Recensie

Moored in Amsterdam

‘The future for living on water looks very good indeed.’ Those were the optimistic words with which Jan Wolff opened the exhibition about living on water at the ARCAM gallery.

As a former occupant of an Amsterdam houseboat, I was wondering if all that much has changed in the big city since I sold my arc four years ago. Is the ground lease still the subject of discussion? Is there a lot of fuss anywhere about boats that have to go? Is the Real Estate Appraisal value (known in Dutch as ‘WOZ’) of houseboats calculated just like that of other types of housing? Are the legal fees for housing permits and houseboat permits the same? Of course not. Nothing has changed. All I have to do is open www.amsterdamsbotencomite.nl or phone a few boat friends and I hear the same old familiar stories told with a passion.

The exhibition Mooring site Amsterdam highlights a new development, in the sense that living on water has now become a design issue. Maybe there are still some DIY boatbuilders, anarchists and other freedom seekers out there, but ARCAM shows that architects are playing an increasingly important role on the water. Living in a houseboat is therefore not as adventurous as it was, say, 30 years ago. There’s more certainty today: mooring sites are largely legal, and banks offer mortgages. Urban boroughs establish limits on size, which are then exploited to the full. And that only encourages more uniformity and less of a ‘boat-like appearance’. Now boaters turn their back on the street and focus exclusively on the water. The result: blank faces to the street. All are developments that make the involvement of designers both desirable and possible.

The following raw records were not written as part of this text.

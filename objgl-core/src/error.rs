//! Error types for OBJ conversion.

use std::path::PathBuf;
use thiserror::Error;

/// Errors that abort a conversion run.
///
/// Unrecognized tags and unsupported face arities are not errors; they are
/// skipped by the drivers.
#[derive(Debug, Error)]
pub enum ObjError {
    /// A file could not be opened, read or written.
    #[error("I/O error on {path}: {source}")]
    Io {
        /// The file being processed.
        path: PathBuf,
        /// The underlying IO error.
        #[source]
        source: std::io::Error,
    },

    /// Reading or writing a stream failed.
    #[error("I/O error: {0}")]
    Stream(#[from] std::io::Error),

    /// A recognized record has fewer fields than it needs.
    #[error("line {line}: `{tag}` record needs {expected} fields, found {found}")]
    MissingField {
        line: usize,
        tag: &'static str,
        expected: usize,
        found: usize,
    },

    /// A coordinate or index token is not a number.
    #[error("line {line}: invalid number `{token}`")]
    InvalidNumber { line: usize, token: String },

    /// A zero-based index does not fit a 16-bit WebGL index buffer.
    #[error("index {index} does not fit a 16-bit index buffer")]
    IndexOutOfRange { index: i64 },
}

impl ObjError {
    pub(crate) fn io(path: impl Into<PathBuf>, source: std::io::Error) -> Self {
        Self::Io {
            path: path.into(),
            source,
        }
    }
}

/// Result type for OBJ conversion.
pub type ObjResult<T> = std::result::Result<T, ObjError>;
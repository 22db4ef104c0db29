/// objgl Web - WASM bindings that hand converted OBJ data to a WebGL page
///
/// `WebMesh` exposes the same arrays the text converter writes, as typed
/// arrays ready for `gl.bufferData`.

use objgl_core::{ConvertOptions, MeshBuffers};
use wasm_bindgen::prelude::*;

#[wasm_bindgen]
pub struct WebMesh {
    buffers: MeshBuffers,
}

#[wasm_bindgen]
impl WebMesh {
    /// Parse OBJ text with the default remapping (positions divided by 10)
    #[wasm_bindgen(constructor)]
    pub fn new(obj_text: &str) -> Result<WebMesh, JsError> {
        Self::with_scale(obj_text, objgl_core::transform::DEFAULT_POSITION_DIVISOR)
    }

    /// Parse OBJ text, dividing positions by `scale`
    #[wasm_bindgen(js_name = withScale)]
    pub fn with_scale(obj_text: &str, scale: f64) -> Result<WebMesh, JsError> {
        let options = ConvertOptions::with_position_divisor(scale);
        let buffers = MeshBuffers::from_obj_str(obj_text, &options)
            .map_err(|e| JsError::new(&e.to_string()))?;
        Ok(WebMesh { buffers })
    }

    /// Positions for a `Float32Array` vertex buffer
    pub fn vertices(&self) -> Vec<f32> {
        self.buffers.vertices.clone()
    }

    /// Normals for a `Float32Array` normal buffer
    pub fn normals(&self) -> Vec<f32> {
        self.buffers.normals.clone()
    }

    /// Indices for a `Uint16Array` element buffer
    pub fn indices(&self) -> Vec<u16> {
        self.buffers.indices.clone()
    }

    #[wasm_bindgen(js_name = vertexCount)]
    pub fn vertex_count(&self) -> usize {
        self.buffers.vertex_count()
    }

    #[wasm_bindgen(js_name = triangleCount)]
    pub fn triangle_count(&self) -> usize {
        self.buffers.triangle_count()
    }
}

impl WebMesh {
    pub fn buffers(&self) -> &MeshBuffers {
        &self.buffers
    }
}

#[cfg(test)]
mod tests {
    use super::*;

    #[test]
    fn test_web_mesh_arrays() {
        let mesh = WebMesh::new("v 10 20 30\nvn 0 1 0\nf 1 1 1\n")
            .unwrap_or_else(|_| panic!("valid OBJ text"));
        assert_eq!(mesh.vertices(), vec![1.0, 3.0, -2.0]);
        assert_eq!(mesh.normals(), vec![0.0, 0.0, -1.0]);
        assert_eq!(mesh.indices(), vec![0, 0, 0]);
        assert_eq!(mesh.vertex_count(), 1);
        assert_eq!(mesh.triangle_count(), 1);
        assert_eq!(mesh.buffers().indices.len(), 3);
    }
}
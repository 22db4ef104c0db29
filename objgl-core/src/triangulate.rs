/// Face triangulation for WebGL index buffers
use crate::geometry::{FaceRef, Triangle};

/// Triangles for one face, or `None` when the arity is unsupported
///
/// Triangles pass through; quads are split along the `i0`-`i2` diagonal into
/// `(i0, i1, i2)` and `(i0, i2, i3)`. Any other vertex count yields `None`.
pub fn triangulate(face: &[FaceRef]) -> Option<Vec<Triangle>> {
    match *face {
        [a, b, c] => Some(vec![Triangle::new(
            a.zero_based(),
            b.zero_based(),
            c.zero_based(),
        )]),
        [a, b, c, d] => {
            let (i0, i1, i2, i3) = (a.zero_based(), b.zero_based(), c.zero_based(), d.zero_based());
            Some(vec![Triangle::new(i0, i1, i2), Triangle::new(i0, i2, i3)])
        }
        _ => None,
    }
}

/// Flattened zero-based indices, in triangle order
pub fn flatten(triangles: &[Triangle]) -> Vec<i64> {
    triangles.iter().flat_map(|t| t.indices).collect()
}
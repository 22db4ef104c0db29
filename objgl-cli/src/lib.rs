/// Command-line front end for the OBJ to WebGL converter
use std::path::PathBuf;

use clap::Parser;
use objgl_core::convert::{
    DEFAULT_INDICES_INPUT, DEFAULT_INDICES_OUTPUT, DEFAULT_NORMALS_OUTPUT,
    DEFAULT_VERTICES_INPUT, DEFAULT_VERTICES_OUTPUT,
};
use objgl_core::transform::DEFAULT_POSITION_DIVISOR;
use objgl_core::{
    convert_indices_file, convert_vertices_file, ConversionStats, ConvertOptions, ObjResult,
};
use tracing::{info, Level};
use tracing_subscriber::EnvFilter;

/// Convert OBJ vertices, normals and faces into WebGL array text
#[derive(Parser, Debug, Clone)]
#[command(name = "objgl")]
#[command(version)]
pub struct Cli {
    /// OBJ text holding `v` and `vn` records
    #[arg(long, default_value = DEFAULT_VERTICES_INPUT)]
    pub input: PathBuf,

    /// Output for remapped positions
    #[arg(long, default_value = DEFAULT_VERTICES_OUTPUT)]
    pub vertices_out: PathBuf,

    /// Output for remapped normals
    #[arg(long, default_value = DEFAULT_NORMALS_OUTPUT)]
    pub normals_out: PathBuf,

    /// OBJ text holding `f` records
    #[arg(long, default_value = DEFAULT_INDICES_INPUT)]
    pub indices_input: PathBuf,

    /// Output for triangle indices
    #[arg(long, default_value = DEFAULT_INDICES_OUTPUT)]
    pub indices_out: PathBuf,

    /// Source units per WebGL unit; positions are divided by this
    #[arg(long, default_value_t = DEFAULT_POSITION_DIVISOR)]
    pub scale: f64,

    /// Skip the vertex/normal phase
    #[arg(long)]
    pub skip_vertices: bool,

    /// Skip the index phase
    #[arg(long)]
    pub skip_indices: bool,

    /// Only log warnings and errors
    #[arg(short, long)]
    pub quiet: bool,
}

/// Log filter from `RUST_LOG` (`env`), falling back to `info`, or `warn` when quiet
///
/// A non-empty, parseable `RUST_LOG` wins over `--quiet`.
pub fn log_filter(quiet: bool, env: Option<&str>) -> EnvFilter {
    env.filter(|directives| !directives.trim().is_empty())
        .and_then(|directives| EnvFilter::try_new(directives).ok())
        .unwrap_or_else(|| {
            let default_level = if quiet { Level::WARN } else { Level::INFO };
            EnvFilter::new(default_level.as_str())
        })
}

/// Totals for a run; a phase that was skipped is `None`
#[derive(Debug, Default, Clone, Copy, PartialEq, Eq)]
pub struct RunSummary {
    pub vertices: Option<ConversionStats>,
    pub indices: Option<ConversionStats>,
}

/// Runs both conversion phases in order
pub struct ConvertApp {
    cli: Cli,
    options: ConvertOptions,
}

impl ConvertApp {
    pub fn new(cli: Cli) -> Self {
        let options = ConvertOptions::with_position_divisor(cli.scale);
        Self { cli, options }
    }

    /// Vertex/normal phase first, then the index phase; the first error stops the run
    pub fn run(&self) -> ObjResult<RunSummary> {
        let mut summary = RunSummary::default();

        if !self.cli.skip_vertices {
            info!(
                input = %self.cli.input.display(),
                scale = self.cli.scale,
                "converting vertices and normals"
            );
            summary.vertices = Some(convert_vertices_file(
                &self.cli.input,
                &self.cli.vertices_out,
                &self.cli.normals_out,
                &self.options,
            )?);
        }

        if !self.cli.skip_indices {
            info!(input = %self.cli.indices_input.display(), "converting indices");
            summary.indices = Some(convert_indices_file(
                &self.cli.indices_input,
                &self.cli.indices_out,
            )?);
        }

        Ok(summary)
    }
}
/// Numeric text layout for WebGL array literals
///
/// Each output line is a run of comma-terminated numbers (`1.0, 0.0, -0.0,`)
/// so the files can be pasted straight into a JavaScript array literal.
use nalgebra::Vector3;

/// Decimal places kept on every float component
pub const DECIMAL_PLACES: usize = 7;

/// Round to 7 decimal places, half-to-even on the exact binary value
pub fn round7(x: f64) -> f64 {
    if !x.is_finite() {
        return x;
    }
    format!("{:.*}", DECIMAL_PLACES, x).parse().unwrap_or(x)
}

/// Shortest round-trip text for a float, in the notation the web page expects
///
/// Integral values keep a trailing `.0`, exponents carry a sign and at least
/// two digits (`1e-05`, `1.5e+16`) and non-finite values print as `inf`,
/// `-inf` and `nan`.
pub fn format_float(x: f64) -> String {
    if x.is_nan() {
        return "nan".to_string();
    }
    if x.is_infinite() {
        return if x > 0.0 { "inf" } else { "-inf" }.to_string();
    }

    let shortest = format!("{:?}", x);
    match shortest.split_once('e') {
        Some((mantissa, exponent)) => {
            let (sign, digits) = match exponent.strip_prefix('-') {
                Some(digits) => ('-', digits),
                None => ('+', exponent),
            };
            format!("{}e{}{:0>2}", mantissa, sign, digits)
        }
        None => shortest,
    }
}

/// `x, y, z,` for one remapped vector
pub fn format_vector(v: &Vector3<f64>) -> String {
    comma_terminated(v.iter().map(|&c| format_float(c)))
}

/// `i0, i1, i2,` (or six indices for a split quad)
pub fn format_indices(indices: &[i64]) -> String {
    comma_terminated(indices.iter().map(|i| i.to_string()))
}

fn comma_terminated(items: impl Iterator<Item = String>) -> String {
    items
        .map(|item| item + ",")
        .collect::<Vec<_>>()
        .join(" ")
}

What is striking is that although the new generation of houseboats is more varied, it is also more ‘domestic’ in character, as the designs by Marc Prosman show, with their rectangles and voids. These houseboats look like houses, except on water. Dirk Jan van Wieringhen Borski goes a step further. ‘The aim is to awaken interest for living on water among people who don’t live on houseboats. So the design has to express the fact that houseboats are full-fledged dwellings, with spatial effects […].’ It’s as if all the through-views, stairways and alcoves on a traditional ship don’t make for any spatial effects. The full-fledged water-villa is a reality, and the occupant will definitely not bang his head.

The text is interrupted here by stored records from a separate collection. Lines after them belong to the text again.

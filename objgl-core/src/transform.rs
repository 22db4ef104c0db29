/// Axis remapping from OBJ space into WebGL space
use nalgebra::Vector3;

use crate::format::round7;
use crate::geometry::{Normal, Position};

/// Unit divisor applied to positions by default (source units are 10x WebGL units)
pub const DEFAULT_POSITION_DIVISOR: f64 = 10.0;

/// Swaps the vertical and depth axes and divides by a unit divisor
///
/// `(x, y, z)` becomes `(x / d, z / d, -y / d)`, each component rounded to 7
/// decimal places. The permutation is applied component-wise rather than as a
/// matrix product so that the sign of zero survives (`-0.0` stays `-0.0`).
#[derive(Debug, Clone, Copy, PartialEq)]
pub struct AxisRemap {
    pub divisor: f64,
}

impl AxisRemap {
    pub fn new(divisor: f64) -> Self {
        Self { divisor }
    }

    /// Remap used for vertex positions
    pub fn positions() -> Self {
        Self::new(DEFAULT_POSITION_DIVISOR)
    }

    /// Remap used for normals; direction vectors are never rescaled
    pub fn normals() -> Self {
        Self::new(1.0)
    }

    pub fn apply(&self, v: &Vector3<f64>) -> Vector3<f64> {
        let swapped = Vector3::new(v.x, v.z, -v.y);
        (swapped / self.divisor).map(round7)
    }

    pub fn remap_position(&self, p: &Position) -> Vector3<f64> {
        self.apply(&p.coords)
    }

    pub fn remap_normal(&self, n: &Normal) -> Vector3<f64> {
        self.apply(n)
    }
}

impl Default for AxisRemap {
    fn default() -> Self {
        Self::positions()
    }
}
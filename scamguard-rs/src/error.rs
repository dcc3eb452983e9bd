use thiserror::Error;

#[derive(Error, Debug)]
pub enum ScamError {
    #[error("IO error: {0}")]
    Io(#[from] std::io::Error),

    #[error("Configuration error: {0}")]
    Config(String),

    #[error("Model error: {0}")]
    Model(#[from] candle_core::Error),

    #[error("Tokenizer error: {0}")]
    Tokenizer(String),

    #[error("Invalid email address: {0}")]
    InvalidEmail(String),

    #[error("JSON error: {0}")]
    Json(#[from] serde_json::Error),
}

pub type Result<T> = std::result::Result<T, ScamError>;
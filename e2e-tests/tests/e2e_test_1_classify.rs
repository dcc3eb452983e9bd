// E2E Test 1: Classification endpoint
// Requires a running scamguard-rs instance with a trained model loaded.
// Override the target with SCAMGUARD_URL (default http://localhost:8000).

use serde_json::{json, Value};

fn base_url() -> String {
    std::env::var("SCAMGUARD_URL").unwrap_or_else(|_| "http://localhost:8000".to_string())
}

#[tokio::test]
async fn test_health() {
    let client = reqwest::Client::new();

    let response = client
        .get(format!("{}/health", base_url()))
        .send()
        .await
        .expect("Request failed");

    assert!(response.status().is_success(), "Health check should succeed");

    let body: Value = response.json().await.expect("Invalid JSON");
    assert_eq!(body["status"], "ok");
    assert!(body["model"].is_string(), "Should report the model dir");
}

#[tokio::test]
async fn test_classify_returns_one_of_two_labels() {
    let client = reqwest::Client::new();

    let response = client
        .post(format!("{}/classify/", base_url()))
        .json(&json!({
            "text": "Hi, are we still on for lunch tomorrow at noon?"
        }))
        .send()
        .await
        .expect("Request failed");

    assert!(response.status().is_success(), "Classify should succeed");

    let body: Value = response.json().await.expect("Invalid JSON");
    let label = body["label"].as_str().expect("label must be a string");
    assert!(
        label == "SAFE" || label == "SCAM",
        "Unexpected label: {}",
        label
    );

    let score = body["score"].as_f64().expect("score must be a number");
    assert!((0.0..=1.0).contains(&score), "Score out of range: {}", score);

    let explanation = body["explanation"].as_str().expect("explanation must be a string");
    assert!(!explanation.is_empty(), "Explanation should not be empty");
}

#[tokio::test]
async fn test_classify_scam_phrase_scores_high() {
    let client = reqwest::Client::new();

    let response = client
        .post(format!("{}/classify/", base_url()))
        .json(&json!({
            "text": "URGENT: Your account has been suspended. Verify your \
                     password immediately at http://secure-login.example.win \
                     or you will lose access forever. Act now!"
        }))
        .send()
        .await
        .expect("Request failed");

    assert!(response.status().is_success(), "Classify should succeed");

    let body: Value = response.json().await.expect("Invalid JSON");
    assert_eq!(body["label"], "SCAM", "Scam-style phrase should flag as SCAM");

    let score = body["score"].as_f64().expect("score must be a number");
    assert!(score > 0.5, "Predicted-class probability too low: {}", score);

    assert_eq!(body["explanation"], "Potential scam.");
}

#[tokio::test]
async fn test_classify_rejects_malformed_body() {
    let client = reqwest::Client::new();

    let response = client
        .post(format!("{}/classify/", base_url()))
        .json(&json!({ "message": "wrong field name" }))
        .send()
        .await
        .expect("Request failed");

    assert!(
        response.status().is_client_error(),
        "Missing text field should be a client error"
    );
}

ARCAM considers the issue in more depth of course. Buildings with all sorts of functions can be placed on a concrete substructure. The exhibition contains models of a floating youth hostel (Marlies Rohmer, 2003), a floating stadium (TMZ Architecten, 2004), a floating restaurant (Onno Vlaanderen, 2007), a library boat (Jord den Hollander, 2006), plans for floating neighbourhoods at IJburg, and much more besides. Wonderful designs, but I’m wondering why they don’t look different. Why does a house remain a house, except for the fact that it floats? A mosque remains a mosque, only placed on a vessel? Apparently, the phenomenon of water doesn’t lead to fundamentally new design insights, not even to bigger windows sometimes. An exciting exception is the design by Ronday Winkelaar Architecten for floating dwellings in De Groote Wielen in Rosmalen, which have a sunken shell containing a garden below water level.

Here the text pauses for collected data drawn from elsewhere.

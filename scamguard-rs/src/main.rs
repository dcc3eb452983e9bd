use scamguard_rs::api::ApiServer;
use scamguard_rs::classifier::MessageClassifier;
use scamguard_rs::config::Config;
use std::path::Path;
use std::sync::Arc;
use tracing::info;
use tracing_subscriber::{layer::SubscriberExt, util::SubscriberInitExt};

#[tokio::main]
async fn main() -> anyhow::Result<()> {
    // Load configuration
    let (config, from_file) = if Path::new("config.toml").exists() {
        (Config::from_file("config.toml")?, true)
    } else {
        (Config::default(), false)
    };

    // Initialize logging
    tracing_subscriber::registry()
        .with(tracing_subscriber::EnvFilter::try_from_default_env().unwrap_or_else(
            |_| format!("scamguard_rs={},tower_http=info", config.logging.level).into(),
        ))
        .with(tracing_subscriber::fmt::layer())
        .init();

    info!("Starting scamguard-rs v{}", env!("CARGO_PKG_VERSION"));
    if !from_file {
        info!("No config file found, using defaults");
    }
    info!("  API listening on: {}", config.server.listen_addr);
    info!("  Model artifacts: {}", config.model.artifact_dir);
    info!("  Max sequence length: {}", config.model.max_seq_len);

    // Load the classifier once; requests share it read-only
    let classifier = Arc::new(MessageClassifier::load(
        Path::new(&config.model.artifact_dir),
        config.model.max_seq_len,
    )?);

    let server = ApiServer::new(
        classifier,
        config.model.artifact_dir.clone(),
        config.server.listen_addr.clone(),
    );

    server.run().await?;

    Ok(())
}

But no matter what these floating buildings look like, no matter how beautifully designed and socially acceptable they may be, they remain outsiders. That’s also noted perceptively by Maarten Kloos and Yvonne de Korte in their introduction to the book that accompanies the exhibition. Despite more than 2500 mooring sites containing houseboats, floating hotels, student accommodation and restaurants, there’s not a single map of Amsterdam that shows where all this moveable property is located on the city’s waterways. The book is a welcome supplement to the exhibition. It’s got a wealth of information – Amsterdam has been home to houseboats since the17th century, and even back then there was something of a policy on mooring sites. It examine the first ‘architectural’ boats, which date back to the 1920s. With historical images of houseboat designs by well-known architects like Frank van Klingeren and Jan Rietveld. And it looks to the future. The rising water levels, the (incidental) lack of space on land, the flexibility of the building form, and especially the natural appeal of water are all factors that press home that prediction of Jan Wolff.